→ Work to complete:
Only the lines that include "ABOUTME" should be copied from the data below.

→ Entries provided:
- - - - - - -

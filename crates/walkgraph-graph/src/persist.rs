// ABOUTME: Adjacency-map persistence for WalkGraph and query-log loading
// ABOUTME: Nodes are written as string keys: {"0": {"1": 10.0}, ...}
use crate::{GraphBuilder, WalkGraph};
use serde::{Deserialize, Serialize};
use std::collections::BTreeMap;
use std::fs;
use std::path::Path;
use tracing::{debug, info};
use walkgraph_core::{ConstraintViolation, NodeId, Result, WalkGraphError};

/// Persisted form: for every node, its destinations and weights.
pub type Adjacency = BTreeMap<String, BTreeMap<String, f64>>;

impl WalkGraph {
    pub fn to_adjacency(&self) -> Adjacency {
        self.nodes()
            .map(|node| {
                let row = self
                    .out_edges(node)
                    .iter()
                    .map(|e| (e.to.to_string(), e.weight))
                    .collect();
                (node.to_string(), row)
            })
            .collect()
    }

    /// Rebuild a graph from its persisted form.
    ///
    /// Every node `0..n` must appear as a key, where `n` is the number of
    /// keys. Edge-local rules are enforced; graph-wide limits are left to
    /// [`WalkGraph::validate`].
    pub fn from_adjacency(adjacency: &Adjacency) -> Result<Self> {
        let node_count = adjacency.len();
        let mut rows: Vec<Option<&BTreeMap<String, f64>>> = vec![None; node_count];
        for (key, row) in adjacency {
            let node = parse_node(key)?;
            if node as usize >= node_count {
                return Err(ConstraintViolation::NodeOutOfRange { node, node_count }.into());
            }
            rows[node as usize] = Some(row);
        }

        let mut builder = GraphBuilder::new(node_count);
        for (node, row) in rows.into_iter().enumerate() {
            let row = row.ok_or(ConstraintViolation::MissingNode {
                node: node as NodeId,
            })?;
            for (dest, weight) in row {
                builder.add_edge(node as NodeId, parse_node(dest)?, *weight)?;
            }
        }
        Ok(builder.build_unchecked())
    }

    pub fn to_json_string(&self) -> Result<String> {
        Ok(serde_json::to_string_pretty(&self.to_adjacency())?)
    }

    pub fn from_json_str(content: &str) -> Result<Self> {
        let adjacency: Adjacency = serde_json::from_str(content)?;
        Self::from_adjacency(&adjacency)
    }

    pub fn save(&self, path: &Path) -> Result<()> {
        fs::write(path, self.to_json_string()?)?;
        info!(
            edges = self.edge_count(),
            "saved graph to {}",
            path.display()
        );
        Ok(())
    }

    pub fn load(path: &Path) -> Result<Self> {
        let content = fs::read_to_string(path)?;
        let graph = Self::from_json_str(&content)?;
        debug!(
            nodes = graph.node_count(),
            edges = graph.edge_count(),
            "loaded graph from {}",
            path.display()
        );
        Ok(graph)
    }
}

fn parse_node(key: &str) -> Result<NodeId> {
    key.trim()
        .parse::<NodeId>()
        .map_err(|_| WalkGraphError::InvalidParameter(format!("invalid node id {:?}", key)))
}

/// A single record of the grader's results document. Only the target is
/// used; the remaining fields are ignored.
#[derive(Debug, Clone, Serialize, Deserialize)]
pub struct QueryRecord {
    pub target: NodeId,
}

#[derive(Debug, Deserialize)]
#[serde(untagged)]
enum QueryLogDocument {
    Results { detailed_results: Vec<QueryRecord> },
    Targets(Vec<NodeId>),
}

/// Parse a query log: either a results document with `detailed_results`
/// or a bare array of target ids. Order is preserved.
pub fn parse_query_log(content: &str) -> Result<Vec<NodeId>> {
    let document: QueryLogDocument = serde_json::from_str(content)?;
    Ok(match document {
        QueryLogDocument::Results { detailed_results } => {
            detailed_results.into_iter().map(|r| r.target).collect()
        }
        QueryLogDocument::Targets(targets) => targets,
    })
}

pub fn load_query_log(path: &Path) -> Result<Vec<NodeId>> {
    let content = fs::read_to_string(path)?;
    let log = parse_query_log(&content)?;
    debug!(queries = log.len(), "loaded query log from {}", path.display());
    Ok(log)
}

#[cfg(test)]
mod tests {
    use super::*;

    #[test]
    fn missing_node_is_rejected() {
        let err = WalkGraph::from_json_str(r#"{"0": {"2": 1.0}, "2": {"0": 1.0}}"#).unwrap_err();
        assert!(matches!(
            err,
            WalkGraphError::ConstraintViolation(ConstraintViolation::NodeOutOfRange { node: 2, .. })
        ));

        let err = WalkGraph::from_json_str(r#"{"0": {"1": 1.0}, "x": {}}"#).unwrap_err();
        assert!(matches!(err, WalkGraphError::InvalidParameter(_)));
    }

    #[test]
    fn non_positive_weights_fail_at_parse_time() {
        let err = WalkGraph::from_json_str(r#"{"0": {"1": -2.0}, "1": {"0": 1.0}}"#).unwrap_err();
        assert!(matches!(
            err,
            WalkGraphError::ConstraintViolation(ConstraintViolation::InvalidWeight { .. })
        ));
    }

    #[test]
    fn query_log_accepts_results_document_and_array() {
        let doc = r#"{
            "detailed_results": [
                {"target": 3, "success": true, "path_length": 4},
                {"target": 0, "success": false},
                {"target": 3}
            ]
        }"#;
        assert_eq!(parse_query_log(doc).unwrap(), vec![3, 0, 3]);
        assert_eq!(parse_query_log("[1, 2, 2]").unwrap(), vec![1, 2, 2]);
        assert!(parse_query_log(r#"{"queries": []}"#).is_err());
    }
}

- - - - - - -

→ Your solution:
// ABOUTME: Adjacency-map persistence for WalkGraph and query-log loading
// ABOUTME: Nodes are written as string keys: {"0": {"1": 10.0}, ...}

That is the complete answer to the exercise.